Il bambino annuì, e si rannicchiò contro le gambe della donna.
Hinata lo guardò mentre cercava una posizione comoda, e vide le mani di sua madre che gli accarezzavano teneramente i capelli, legati in un codino nero e lucente. Come tutti i suoi parenti, anche quel bambino aveva gli occhi candidi; ma, contrariamente alla maggior parte degli Hyuuga, non aveva alcun pudore a fissarli in quelli altrui. E fu esattamente ciò che fece con Hinata.
Lei ricambiò lo sguardo severamente, senza sorridere, senza nemmeno sbattere le palpebre. Lui fu turbato dal suo viso immobile, e in breve tempo si accoccolò diversamente, in modo da nascondere la faccia tra le pieghe del kimono della madre.
«Dormi, se vuoi» gli sussurrò lei, piegandosi sul suo orecchio. E il bambino chiuse gli occhi.

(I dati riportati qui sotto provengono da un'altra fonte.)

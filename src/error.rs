//! Error types shared across the service.

use axum::http::StatusCode;
use axum::response::{IntoResponse, Response};
use axum::Json;
use serde_json::json;
use thiserror::Error;

/// Result type alias using our Error type.
pub type Result<T> = std::result::Result<T, Error>;

/// Errors that can occur while serving a request.
#[derive(Error, Debug)]
pub enum Error {
    /// Database error
    #[error("Database error: {0}")]
    Database(#[from] sqlx::Error),

    /// Validation error (malformed or missing body field)
    #[error("{0}")]
    Validation(String),

    /// Authentication error
    #[error("{0}")]
    Auth(String),

    /// Not found (id absent or owned by another user)
    #[error("{0}")]
    NotFound(String),

    /// Conflict (duplicate unique field)
    #[error("{0}")]
    Conflict(String),

    /// Serialization error
    #[error("Serialization error: {0}")]
    Serialization(#[from] serde_json::Error),

    /// Generative model call failure
    #[error("Model error: {0}")]
    Upstream(String),

    /// Configuration error
    #[error("Configuration error: {0}")]
    Config(String),

    /// Internal error
    #[error("Internal error: {0}")]
    Internal(String),
}

impl Error {
    /// Get the HTTP status code for this error.
    pub fn status_code(&self) -> u16 {
        match self {
            Error::Validation(_) | Error::Conflict(_) => 400,
            Error::Auth(_) => 401,
            Error::NotFound(_) => 404,
            Error::Upstream(_) => 502,
            _ => 500,
        }
    }
}

impl IntoResponse for Error {
    fn into_response(self) -> Response {
        let status = StatusCode::from_u16(self.status_code())
            .unwrap_or(StatusCode::INTERNAL_SERVER_ERROR);

        let detail = if status == StatusCode::INTERNAL_SERVER_ERROR {
            tracing::error!("request failed: {self}");
            "Internal server error".to_string()
        } else {
            self.to_string()
        };

        (status, Json(json!({ "detail": detail }))).into_response()
    }
}

/// True when the database rejected a write for violating a UNIQUE constraint.
pub fn is_unique_violation(err: &sqlx::Error) -> bool {
    match err {
        sqlx::Error::Database(db) => {
            matches!(db.kind(), sqlx::error::ErrorKind::UniqueViolation)
        }
        _ => false,
    }
}

#[cfg(test)]
mod tests {
    use super::*;

    #[test]
    fn status_codes_match_error_taxonomy() {
        assert_eq!(Error::Validation("bad".into()).status_code(), 400);
        assert_eq!(Error::Conflict("dup".into()).status_code(), 400);
        assert_eq!(Error::Auth("nope".into()).status_code(), 401);
        assert_eq!(Error::NotFound("gone".into()).status_code(), 404);
        assert_eq!(Error::Upstream("down".into()).status_code(), 502);
        assert_eq!(Error::Internal("boom".into()).status_code(), 500);
    }

    #[test]
    fn client_facing_errors_display_bare_detail() {
        assert_eq!(Error::NotFound("Task not found.".into()).to_string(), "Task not found.");
        assert_eq!(
            Error::Conflict("Email already registered.".into()).to_string(),
            "Email already registered."
        );
    }
}
//! Application state shared across requests.

use std::sync::Arc;

use sqlx::SqlitePool;

use crate::auth::AuthKeys;
use crate::genai::TextGenerator;

#[derive(Clone)]
pub struct AppState {
    pub pool: SqlitePool,
    pub auth: AuthKeys,
    pub generator: Arc<dyn TextGenerator>,
}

Hinata alzò leggermente lo sguardo, fino a posarlo sui lineamenti regolari della Signora Hyuuga. Anche lei finì per incrociare la sua espressione, ma questa volta fu lesta a guardare altrove.
Hinata ufficialmente non esisteva. Guardarle significava infrangere l’etichetta... e poi, in un certo senso, la Signora era ciò che lei sarebbe dovuta essere.
Hinata insisté ancora per un istante, perversamente curiosa di capire se quella donna avrebbe avuto il coraggio di fissarla. Non era un desiderio cosciente, ma era forte, terribilmente forte. Poi la mano della domestica si posò lieve sul suo braccio, e all’improvviso tornò alla realtà, chinando mestamente la testa.
«Rasserenatevi, mia signora» sussurrò la vecchia protendendosi verso il suo orecchio, e portandosi una mano al cuore. «Manca poco tempo ormai»
A cosa, questo non lo disse. Ma era come se sapesse che, pochi metri sopra le loro teste, Houkou fiutava l’aria. E fiutava anche l’odore della paura che trasudava dalle zolle del terreno, nitido come una pista appena tracciata. Sapeva esattamente chi si trovava dove, e sapeva altrettanto bene chi avrebbe colpito per primo.